- DATA PROVIDED
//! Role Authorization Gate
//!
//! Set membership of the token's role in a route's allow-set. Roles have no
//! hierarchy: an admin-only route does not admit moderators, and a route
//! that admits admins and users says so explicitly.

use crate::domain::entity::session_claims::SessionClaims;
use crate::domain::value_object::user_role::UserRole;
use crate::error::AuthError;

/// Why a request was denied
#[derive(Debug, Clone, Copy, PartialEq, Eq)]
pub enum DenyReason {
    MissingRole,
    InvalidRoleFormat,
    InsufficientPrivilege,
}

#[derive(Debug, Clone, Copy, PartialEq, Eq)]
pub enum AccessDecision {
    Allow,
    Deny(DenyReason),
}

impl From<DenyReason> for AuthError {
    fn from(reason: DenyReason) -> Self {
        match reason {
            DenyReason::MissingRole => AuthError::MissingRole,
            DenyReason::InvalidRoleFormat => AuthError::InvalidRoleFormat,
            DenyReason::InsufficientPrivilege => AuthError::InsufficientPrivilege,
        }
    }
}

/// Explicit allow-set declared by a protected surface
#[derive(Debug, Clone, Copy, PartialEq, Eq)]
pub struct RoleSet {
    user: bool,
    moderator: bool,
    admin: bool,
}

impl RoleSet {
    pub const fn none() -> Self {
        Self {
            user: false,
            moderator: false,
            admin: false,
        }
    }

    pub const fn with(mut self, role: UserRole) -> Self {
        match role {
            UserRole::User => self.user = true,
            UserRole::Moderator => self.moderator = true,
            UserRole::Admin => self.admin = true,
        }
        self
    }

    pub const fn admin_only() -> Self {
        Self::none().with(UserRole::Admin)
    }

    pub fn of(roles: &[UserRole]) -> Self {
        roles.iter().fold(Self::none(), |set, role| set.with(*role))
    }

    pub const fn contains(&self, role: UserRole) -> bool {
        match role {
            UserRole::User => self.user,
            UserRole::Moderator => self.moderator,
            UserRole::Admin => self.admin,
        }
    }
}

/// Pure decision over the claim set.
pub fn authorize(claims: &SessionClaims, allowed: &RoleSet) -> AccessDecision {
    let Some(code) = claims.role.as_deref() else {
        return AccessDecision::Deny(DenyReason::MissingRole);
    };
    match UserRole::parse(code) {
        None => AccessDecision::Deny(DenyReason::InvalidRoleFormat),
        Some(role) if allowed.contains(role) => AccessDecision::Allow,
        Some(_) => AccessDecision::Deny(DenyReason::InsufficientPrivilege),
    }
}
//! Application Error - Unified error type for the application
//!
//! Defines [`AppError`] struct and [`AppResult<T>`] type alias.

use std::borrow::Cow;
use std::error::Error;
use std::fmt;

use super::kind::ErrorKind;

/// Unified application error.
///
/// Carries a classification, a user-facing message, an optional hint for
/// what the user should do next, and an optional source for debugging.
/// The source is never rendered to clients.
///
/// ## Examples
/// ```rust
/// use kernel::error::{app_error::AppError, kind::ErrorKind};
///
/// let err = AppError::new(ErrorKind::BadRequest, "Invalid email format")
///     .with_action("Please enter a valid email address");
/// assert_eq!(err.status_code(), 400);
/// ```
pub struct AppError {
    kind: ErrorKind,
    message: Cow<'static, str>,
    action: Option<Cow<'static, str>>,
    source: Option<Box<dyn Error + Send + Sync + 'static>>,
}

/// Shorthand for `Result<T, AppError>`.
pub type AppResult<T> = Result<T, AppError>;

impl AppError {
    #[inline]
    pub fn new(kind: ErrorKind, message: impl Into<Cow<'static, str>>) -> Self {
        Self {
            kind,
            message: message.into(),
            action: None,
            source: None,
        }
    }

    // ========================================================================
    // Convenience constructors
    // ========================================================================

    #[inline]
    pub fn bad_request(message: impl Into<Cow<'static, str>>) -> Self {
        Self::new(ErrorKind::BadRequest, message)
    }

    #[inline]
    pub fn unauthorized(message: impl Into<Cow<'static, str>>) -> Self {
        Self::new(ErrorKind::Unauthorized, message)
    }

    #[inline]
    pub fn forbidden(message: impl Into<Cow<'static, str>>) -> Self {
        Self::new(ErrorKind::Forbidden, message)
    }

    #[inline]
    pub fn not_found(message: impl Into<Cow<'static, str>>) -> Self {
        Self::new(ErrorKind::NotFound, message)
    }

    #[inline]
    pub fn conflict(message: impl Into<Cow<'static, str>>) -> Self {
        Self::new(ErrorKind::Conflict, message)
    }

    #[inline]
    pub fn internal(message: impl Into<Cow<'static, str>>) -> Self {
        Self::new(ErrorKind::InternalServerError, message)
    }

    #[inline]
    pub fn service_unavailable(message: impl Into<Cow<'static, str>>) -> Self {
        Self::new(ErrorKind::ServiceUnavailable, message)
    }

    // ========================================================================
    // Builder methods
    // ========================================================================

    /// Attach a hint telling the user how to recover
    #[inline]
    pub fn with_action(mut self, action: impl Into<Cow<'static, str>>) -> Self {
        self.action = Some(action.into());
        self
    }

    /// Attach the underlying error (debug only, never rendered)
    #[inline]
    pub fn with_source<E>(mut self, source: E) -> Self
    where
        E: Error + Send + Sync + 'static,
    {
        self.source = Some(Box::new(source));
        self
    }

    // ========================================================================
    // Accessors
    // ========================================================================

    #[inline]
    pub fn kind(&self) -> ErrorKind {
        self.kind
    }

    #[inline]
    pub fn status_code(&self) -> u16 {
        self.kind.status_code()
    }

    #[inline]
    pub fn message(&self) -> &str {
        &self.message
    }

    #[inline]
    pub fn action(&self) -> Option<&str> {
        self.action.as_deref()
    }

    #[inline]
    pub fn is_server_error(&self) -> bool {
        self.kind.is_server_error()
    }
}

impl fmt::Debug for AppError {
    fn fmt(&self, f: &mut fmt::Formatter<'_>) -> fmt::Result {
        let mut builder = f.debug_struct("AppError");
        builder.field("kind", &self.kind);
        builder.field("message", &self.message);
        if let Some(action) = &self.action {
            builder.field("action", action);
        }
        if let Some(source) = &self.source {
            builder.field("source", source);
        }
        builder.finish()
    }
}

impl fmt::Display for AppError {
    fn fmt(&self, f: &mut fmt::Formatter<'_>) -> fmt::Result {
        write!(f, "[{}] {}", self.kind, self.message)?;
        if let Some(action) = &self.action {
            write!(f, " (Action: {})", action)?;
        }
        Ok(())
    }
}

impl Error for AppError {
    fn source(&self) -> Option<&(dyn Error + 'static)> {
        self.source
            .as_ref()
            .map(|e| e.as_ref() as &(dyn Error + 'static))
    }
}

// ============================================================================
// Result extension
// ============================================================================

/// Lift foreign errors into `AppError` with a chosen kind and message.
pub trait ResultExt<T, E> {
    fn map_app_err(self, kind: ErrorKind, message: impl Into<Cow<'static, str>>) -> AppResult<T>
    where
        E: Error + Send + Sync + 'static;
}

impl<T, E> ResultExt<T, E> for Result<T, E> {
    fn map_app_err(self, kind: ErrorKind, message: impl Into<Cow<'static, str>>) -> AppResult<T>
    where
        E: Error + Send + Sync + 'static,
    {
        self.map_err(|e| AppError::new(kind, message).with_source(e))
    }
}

- EXERCISE DETAILS
Using the listing above, list every line in which the string "RoleSet" occurs.

- PROBLEM SOLUTION
pub struct RoleSet {
impl RoleSet {
pub fn authorize(claims: &SessionClaims, allowed: &RoleSet) -> AccessDecision {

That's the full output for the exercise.